[[ RECORDS SHOWN open ]]
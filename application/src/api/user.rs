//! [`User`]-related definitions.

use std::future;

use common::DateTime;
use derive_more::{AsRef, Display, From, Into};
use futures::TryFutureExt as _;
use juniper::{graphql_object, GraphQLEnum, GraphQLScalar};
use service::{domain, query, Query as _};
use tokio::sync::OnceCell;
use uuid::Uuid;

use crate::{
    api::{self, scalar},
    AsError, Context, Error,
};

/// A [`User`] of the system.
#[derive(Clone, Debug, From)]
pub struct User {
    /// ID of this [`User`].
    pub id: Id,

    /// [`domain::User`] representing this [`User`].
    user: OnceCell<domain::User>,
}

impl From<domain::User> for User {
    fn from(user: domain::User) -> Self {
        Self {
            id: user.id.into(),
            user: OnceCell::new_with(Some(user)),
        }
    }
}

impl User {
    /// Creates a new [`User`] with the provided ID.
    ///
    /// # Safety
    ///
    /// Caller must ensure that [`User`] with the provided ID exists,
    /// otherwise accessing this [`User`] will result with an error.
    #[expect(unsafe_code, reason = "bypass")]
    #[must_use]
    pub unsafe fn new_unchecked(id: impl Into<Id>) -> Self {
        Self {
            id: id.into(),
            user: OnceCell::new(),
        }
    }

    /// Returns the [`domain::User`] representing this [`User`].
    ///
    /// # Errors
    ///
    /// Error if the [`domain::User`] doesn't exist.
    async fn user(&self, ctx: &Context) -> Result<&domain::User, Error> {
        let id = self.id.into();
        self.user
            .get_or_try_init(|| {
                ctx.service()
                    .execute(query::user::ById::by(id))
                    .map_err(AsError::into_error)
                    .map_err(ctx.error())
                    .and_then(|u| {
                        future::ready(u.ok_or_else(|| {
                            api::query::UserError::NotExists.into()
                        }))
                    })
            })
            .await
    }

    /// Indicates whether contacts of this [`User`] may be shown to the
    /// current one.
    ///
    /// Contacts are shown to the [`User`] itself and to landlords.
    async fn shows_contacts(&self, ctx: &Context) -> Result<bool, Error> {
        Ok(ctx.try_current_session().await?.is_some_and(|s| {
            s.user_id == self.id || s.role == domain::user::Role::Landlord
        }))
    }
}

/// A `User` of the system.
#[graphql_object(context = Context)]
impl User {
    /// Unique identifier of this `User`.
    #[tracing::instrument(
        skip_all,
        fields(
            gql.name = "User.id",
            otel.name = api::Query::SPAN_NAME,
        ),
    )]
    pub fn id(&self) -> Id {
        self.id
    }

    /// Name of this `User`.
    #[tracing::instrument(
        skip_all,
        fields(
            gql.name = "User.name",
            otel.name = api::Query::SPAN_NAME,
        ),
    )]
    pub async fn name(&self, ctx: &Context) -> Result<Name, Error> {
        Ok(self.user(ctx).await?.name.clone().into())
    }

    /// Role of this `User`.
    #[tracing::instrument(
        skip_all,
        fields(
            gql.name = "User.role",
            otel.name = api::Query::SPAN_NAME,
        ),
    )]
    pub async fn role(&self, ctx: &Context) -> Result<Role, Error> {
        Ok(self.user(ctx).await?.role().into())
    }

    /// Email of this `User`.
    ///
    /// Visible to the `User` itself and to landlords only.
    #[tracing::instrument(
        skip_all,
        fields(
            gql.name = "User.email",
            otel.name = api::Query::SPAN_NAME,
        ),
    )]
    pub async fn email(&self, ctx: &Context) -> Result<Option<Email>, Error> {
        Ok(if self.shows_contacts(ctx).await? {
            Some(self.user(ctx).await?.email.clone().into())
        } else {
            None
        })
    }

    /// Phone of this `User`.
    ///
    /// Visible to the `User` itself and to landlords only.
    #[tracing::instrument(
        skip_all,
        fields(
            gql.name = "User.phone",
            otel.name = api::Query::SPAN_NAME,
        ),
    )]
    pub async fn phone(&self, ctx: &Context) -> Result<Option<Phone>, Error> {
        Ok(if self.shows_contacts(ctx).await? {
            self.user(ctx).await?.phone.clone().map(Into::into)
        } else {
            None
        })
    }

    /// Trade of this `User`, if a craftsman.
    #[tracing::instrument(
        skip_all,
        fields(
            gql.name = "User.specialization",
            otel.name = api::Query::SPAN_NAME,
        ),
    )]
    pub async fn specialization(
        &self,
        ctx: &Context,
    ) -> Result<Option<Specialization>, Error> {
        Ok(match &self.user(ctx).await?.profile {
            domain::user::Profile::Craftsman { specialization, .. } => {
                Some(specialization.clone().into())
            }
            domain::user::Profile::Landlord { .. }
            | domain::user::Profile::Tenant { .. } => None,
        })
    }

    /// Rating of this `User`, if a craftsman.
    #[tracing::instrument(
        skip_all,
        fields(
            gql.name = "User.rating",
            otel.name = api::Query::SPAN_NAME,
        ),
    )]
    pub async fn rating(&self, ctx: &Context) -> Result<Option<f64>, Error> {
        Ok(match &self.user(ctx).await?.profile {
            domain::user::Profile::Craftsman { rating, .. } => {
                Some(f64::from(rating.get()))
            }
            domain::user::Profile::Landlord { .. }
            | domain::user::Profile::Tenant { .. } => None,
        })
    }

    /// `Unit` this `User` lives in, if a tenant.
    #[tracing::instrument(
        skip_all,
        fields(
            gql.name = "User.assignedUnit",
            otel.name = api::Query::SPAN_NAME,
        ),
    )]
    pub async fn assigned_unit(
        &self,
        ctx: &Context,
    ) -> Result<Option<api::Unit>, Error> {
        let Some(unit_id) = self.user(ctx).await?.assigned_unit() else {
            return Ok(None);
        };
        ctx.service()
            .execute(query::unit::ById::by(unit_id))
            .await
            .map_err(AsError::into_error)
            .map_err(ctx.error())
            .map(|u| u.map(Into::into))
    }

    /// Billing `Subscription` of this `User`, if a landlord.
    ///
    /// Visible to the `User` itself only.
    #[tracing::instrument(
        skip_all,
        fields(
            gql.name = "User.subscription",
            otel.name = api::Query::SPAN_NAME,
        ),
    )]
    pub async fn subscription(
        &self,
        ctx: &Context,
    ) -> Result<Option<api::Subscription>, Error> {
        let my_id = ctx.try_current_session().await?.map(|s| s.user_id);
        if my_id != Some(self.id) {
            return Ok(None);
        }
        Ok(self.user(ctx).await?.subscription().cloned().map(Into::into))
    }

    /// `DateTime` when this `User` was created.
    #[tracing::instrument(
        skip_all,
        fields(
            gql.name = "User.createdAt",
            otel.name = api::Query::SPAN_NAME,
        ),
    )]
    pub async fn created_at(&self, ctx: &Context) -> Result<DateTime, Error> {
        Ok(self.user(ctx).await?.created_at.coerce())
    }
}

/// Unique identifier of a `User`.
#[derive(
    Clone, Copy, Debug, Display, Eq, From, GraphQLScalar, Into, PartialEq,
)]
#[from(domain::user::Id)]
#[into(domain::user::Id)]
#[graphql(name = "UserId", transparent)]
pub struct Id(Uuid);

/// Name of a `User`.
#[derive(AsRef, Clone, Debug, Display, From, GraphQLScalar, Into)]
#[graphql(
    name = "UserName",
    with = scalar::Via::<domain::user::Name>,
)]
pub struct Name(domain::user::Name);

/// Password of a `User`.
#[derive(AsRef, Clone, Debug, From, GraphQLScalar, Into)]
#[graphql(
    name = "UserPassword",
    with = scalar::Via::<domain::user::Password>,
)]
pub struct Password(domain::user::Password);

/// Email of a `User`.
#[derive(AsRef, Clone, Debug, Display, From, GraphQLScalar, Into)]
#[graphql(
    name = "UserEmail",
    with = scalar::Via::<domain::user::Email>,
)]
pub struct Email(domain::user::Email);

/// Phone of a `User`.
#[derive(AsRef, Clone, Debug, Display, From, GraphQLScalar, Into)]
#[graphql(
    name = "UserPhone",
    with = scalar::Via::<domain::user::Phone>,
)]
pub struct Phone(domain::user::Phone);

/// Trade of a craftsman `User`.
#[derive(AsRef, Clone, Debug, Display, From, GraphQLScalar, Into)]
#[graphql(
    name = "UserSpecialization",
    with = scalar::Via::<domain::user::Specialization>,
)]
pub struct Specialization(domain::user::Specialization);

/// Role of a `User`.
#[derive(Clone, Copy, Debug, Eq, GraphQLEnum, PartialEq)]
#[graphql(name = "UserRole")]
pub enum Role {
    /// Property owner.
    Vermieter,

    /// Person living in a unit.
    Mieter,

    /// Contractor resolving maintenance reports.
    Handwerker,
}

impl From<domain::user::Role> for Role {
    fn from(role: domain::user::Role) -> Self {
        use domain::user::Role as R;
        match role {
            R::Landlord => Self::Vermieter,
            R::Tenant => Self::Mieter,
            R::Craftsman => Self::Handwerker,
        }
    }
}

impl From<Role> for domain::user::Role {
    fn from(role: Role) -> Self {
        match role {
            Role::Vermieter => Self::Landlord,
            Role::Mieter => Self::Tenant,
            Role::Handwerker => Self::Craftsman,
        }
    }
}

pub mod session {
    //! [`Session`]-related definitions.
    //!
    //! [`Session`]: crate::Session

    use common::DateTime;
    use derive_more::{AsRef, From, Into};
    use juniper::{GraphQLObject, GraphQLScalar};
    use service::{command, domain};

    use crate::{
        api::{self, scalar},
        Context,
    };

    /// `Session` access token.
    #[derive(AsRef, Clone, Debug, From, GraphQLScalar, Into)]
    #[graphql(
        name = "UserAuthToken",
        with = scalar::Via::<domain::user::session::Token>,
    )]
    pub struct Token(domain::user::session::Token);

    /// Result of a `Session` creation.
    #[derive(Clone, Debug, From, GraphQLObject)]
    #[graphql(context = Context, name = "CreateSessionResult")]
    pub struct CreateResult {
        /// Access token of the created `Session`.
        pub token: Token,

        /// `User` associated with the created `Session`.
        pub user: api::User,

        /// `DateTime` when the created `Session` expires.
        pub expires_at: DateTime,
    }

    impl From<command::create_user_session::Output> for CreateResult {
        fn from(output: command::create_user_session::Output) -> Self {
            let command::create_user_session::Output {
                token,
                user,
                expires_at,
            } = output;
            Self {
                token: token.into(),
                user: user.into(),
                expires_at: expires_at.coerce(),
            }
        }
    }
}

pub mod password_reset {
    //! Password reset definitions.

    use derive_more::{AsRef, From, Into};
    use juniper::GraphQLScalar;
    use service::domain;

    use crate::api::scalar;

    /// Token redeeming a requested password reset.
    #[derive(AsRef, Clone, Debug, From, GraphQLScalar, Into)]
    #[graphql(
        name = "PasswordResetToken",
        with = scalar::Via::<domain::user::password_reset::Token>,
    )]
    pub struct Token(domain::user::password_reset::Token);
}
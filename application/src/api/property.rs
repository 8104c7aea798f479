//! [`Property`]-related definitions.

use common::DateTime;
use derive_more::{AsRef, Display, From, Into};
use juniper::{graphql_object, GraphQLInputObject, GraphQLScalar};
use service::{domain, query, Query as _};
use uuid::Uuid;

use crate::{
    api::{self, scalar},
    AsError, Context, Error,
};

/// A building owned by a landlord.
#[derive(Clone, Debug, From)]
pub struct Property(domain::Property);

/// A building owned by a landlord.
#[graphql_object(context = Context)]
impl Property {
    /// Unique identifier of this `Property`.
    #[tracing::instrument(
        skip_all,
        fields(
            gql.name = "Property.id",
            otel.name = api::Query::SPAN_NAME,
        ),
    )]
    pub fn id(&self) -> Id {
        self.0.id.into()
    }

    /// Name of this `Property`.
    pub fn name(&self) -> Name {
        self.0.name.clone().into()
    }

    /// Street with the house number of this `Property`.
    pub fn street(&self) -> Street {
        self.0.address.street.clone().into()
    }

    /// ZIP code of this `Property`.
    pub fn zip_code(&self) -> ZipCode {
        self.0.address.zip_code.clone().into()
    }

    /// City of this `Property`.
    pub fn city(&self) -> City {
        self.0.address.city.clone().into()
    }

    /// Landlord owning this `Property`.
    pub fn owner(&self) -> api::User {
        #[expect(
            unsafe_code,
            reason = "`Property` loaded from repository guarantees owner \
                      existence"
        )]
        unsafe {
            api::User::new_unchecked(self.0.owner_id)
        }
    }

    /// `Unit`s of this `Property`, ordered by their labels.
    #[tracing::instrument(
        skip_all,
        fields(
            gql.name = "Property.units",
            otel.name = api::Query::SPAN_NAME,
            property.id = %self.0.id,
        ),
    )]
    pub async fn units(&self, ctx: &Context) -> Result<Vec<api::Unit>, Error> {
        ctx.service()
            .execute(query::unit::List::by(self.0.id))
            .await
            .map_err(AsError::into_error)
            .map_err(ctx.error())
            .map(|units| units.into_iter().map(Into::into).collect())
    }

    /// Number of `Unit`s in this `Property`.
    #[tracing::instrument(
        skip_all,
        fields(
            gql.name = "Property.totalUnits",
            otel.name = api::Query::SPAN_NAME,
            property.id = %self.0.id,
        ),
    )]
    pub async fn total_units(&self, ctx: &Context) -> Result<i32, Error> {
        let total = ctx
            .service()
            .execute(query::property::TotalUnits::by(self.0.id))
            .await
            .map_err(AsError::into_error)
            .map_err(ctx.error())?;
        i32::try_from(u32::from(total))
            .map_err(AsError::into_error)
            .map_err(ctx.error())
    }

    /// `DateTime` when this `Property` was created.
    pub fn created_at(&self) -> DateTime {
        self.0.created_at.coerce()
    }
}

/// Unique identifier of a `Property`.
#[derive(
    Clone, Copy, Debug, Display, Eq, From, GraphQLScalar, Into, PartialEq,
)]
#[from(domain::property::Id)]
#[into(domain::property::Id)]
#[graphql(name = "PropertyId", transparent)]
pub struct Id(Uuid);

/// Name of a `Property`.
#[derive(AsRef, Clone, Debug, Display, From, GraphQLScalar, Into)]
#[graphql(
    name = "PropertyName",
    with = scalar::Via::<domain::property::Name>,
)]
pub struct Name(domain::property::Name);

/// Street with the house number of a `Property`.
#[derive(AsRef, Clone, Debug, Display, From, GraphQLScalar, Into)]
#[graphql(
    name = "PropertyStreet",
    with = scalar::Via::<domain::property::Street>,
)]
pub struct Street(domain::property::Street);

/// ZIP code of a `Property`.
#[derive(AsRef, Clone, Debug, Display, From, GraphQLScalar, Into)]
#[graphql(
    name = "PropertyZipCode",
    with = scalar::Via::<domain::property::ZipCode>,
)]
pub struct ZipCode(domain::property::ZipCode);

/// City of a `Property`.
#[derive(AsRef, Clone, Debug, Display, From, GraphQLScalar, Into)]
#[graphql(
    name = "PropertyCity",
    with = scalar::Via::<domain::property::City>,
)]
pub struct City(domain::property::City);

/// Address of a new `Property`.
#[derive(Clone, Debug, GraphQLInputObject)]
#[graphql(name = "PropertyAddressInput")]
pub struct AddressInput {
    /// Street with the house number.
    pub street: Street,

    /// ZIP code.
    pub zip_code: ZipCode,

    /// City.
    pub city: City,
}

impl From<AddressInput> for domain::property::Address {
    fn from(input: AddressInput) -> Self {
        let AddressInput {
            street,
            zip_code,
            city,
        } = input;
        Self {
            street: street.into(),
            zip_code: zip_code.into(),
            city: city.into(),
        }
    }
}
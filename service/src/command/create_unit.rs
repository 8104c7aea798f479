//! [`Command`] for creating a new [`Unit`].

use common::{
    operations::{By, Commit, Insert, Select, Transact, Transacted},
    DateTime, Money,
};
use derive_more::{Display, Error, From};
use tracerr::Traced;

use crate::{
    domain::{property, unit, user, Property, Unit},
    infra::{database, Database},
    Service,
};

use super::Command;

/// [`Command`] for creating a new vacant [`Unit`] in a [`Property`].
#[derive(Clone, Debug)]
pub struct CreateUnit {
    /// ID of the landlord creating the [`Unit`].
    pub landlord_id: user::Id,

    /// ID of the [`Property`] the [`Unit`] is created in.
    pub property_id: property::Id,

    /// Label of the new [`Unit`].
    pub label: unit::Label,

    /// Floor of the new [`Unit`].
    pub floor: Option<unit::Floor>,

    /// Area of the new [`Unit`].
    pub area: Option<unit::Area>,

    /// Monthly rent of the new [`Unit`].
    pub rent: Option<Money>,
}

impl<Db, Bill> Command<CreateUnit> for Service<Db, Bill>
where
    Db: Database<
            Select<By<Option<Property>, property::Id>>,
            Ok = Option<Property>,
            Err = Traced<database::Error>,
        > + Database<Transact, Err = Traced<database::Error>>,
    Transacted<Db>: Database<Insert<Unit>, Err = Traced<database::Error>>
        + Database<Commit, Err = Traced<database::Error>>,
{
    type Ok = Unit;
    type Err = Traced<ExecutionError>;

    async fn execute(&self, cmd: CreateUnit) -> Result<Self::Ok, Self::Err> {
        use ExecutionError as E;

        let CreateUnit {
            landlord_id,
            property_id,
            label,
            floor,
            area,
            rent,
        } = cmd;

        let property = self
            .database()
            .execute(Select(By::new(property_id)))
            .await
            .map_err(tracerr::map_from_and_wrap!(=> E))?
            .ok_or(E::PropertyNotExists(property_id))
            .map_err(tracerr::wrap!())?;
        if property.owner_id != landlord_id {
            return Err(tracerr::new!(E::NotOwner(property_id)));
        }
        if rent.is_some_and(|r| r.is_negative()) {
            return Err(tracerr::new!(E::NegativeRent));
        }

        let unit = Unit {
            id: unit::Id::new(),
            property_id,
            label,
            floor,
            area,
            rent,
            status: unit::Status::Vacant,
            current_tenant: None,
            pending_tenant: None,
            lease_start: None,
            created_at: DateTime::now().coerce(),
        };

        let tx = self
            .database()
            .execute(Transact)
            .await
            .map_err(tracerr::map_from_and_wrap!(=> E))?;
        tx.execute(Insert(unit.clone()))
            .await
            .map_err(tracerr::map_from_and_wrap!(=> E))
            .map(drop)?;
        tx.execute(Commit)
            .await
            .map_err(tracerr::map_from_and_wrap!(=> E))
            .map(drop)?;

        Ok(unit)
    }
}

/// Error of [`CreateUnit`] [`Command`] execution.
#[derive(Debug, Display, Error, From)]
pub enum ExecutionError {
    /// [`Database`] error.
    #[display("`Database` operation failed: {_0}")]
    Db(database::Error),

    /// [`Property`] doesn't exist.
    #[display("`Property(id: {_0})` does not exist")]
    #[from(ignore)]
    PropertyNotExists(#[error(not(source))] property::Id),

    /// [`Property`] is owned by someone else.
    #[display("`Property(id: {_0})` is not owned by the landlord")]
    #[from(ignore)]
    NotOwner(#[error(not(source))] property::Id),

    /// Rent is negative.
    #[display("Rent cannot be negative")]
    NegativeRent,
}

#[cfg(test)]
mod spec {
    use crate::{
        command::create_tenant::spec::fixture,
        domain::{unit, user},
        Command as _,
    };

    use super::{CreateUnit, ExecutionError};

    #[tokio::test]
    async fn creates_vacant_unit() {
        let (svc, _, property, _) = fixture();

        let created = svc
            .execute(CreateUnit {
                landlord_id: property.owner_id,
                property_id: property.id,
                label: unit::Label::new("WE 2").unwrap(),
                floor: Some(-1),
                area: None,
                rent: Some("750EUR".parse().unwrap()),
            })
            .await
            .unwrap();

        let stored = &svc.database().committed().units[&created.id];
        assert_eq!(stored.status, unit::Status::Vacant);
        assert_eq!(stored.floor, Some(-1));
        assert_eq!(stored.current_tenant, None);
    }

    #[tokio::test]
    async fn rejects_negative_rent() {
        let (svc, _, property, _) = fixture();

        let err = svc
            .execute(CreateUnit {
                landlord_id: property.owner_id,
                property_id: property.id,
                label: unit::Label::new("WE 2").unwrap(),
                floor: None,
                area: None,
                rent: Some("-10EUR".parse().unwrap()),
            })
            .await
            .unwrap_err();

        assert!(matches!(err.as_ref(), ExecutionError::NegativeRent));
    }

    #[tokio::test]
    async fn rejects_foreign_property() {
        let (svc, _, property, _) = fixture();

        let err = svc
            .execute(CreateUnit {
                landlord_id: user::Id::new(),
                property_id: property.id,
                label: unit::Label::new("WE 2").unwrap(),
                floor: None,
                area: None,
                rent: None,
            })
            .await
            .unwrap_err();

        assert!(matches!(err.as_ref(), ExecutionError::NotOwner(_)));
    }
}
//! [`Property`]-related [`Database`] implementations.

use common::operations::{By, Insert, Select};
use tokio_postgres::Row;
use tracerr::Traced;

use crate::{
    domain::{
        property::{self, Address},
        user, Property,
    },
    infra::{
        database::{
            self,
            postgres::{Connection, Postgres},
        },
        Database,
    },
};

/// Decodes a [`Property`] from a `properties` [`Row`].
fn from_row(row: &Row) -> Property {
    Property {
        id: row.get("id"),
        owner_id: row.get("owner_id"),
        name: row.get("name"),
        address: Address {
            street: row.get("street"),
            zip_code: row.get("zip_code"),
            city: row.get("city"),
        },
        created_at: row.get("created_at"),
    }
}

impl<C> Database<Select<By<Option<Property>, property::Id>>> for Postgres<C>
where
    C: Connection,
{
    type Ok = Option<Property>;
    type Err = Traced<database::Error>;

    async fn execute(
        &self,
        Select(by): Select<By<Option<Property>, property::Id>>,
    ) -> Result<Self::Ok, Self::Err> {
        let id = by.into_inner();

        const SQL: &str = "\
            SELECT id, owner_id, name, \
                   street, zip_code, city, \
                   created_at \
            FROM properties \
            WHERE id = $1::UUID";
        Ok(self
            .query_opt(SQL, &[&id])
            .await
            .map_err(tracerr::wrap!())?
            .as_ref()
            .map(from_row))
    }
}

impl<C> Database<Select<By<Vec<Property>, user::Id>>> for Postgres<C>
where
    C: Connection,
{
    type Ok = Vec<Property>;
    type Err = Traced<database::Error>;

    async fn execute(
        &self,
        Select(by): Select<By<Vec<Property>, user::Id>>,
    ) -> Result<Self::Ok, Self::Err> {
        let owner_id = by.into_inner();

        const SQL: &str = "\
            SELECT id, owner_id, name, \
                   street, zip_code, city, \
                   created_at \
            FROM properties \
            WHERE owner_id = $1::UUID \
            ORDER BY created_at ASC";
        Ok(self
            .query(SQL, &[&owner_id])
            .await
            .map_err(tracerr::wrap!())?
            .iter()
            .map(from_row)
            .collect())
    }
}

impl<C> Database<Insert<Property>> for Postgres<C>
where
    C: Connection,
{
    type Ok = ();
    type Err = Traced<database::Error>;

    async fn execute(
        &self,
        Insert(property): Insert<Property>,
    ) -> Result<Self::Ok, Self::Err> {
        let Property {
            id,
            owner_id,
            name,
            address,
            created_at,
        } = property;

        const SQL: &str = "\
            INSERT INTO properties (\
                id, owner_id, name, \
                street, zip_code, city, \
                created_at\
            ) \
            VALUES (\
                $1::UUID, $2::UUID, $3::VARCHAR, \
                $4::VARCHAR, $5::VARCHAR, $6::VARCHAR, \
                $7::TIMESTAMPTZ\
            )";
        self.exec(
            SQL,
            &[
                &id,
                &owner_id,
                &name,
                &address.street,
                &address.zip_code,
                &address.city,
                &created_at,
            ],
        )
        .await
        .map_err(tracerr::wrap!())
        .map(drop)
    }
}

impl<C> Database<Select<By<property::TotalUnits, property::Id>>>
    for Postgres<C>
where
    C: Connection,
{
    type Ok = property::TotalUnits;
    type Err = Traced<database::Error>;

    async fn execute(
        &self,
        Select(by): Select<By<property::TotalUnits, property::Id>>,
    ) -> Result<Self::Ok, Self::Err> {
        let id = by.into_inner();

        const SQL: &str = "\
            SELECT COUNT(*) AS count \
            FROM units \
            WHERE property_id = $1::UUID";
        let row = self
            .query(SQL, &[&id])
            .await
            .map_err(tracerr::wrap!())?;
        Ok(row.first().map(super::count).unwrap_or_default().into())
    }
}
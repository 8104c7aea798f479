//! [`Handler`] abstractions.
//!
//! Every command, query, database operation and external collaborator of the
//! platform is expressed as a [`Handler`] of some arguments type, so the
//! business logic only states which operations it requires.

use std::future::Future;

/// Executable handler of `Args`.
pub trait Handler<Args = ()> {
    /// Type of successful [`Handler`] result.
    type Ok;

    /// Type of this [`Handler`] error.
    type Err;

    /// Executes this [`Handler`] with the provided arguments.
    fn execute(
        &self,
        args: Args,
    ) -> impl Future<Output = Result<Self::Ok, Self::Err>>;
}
[[ RECORDS SHOWN closed ]]
Restate verbatim all lines from the start of the data through the line containing "with an error.", with both ends kept.

RESPONSE |
filename application/src/api/user.rs
//! [`User`]-related definitions.

use std::future;

use common::DateTime;
use derive_more::{AsRef, Display, From, Into};
use futures::TryFutureExt as _;
use juniper::{graphql_object, GraphQLEnum, GraphQLScalar};
use service::{domain, query, Query as _};
use tokio::sync::OnceCell;
use uuid::Uuid;

use crate::{
    api::{self, scalar},
    AsError, Context, Error,
};

/// A [`User`] of the system.
#[derive(Clone, Debug, From)]
pub struct User {
    /// ID of this [`User`].
    pub id: Id,

    /// [`domain::User`] representing this [`User`].
    user: OnceCell<domain::User>,
}

impl From<domain::User> for User {
    fn from(user: domain::User) -> Self {
        Self {
            id: user.id.into(),
            user: OnceCell::new_with(Some(user)),
        }
    }
}

impl User {
    /// Creates a new [`User`] with the provided ID.
    ///
    /// # Safety
    ///
    /// Caller must ensure that [`User`] with the provided ID exists,
    /// otherwise accessing this [`User`] will result with an error.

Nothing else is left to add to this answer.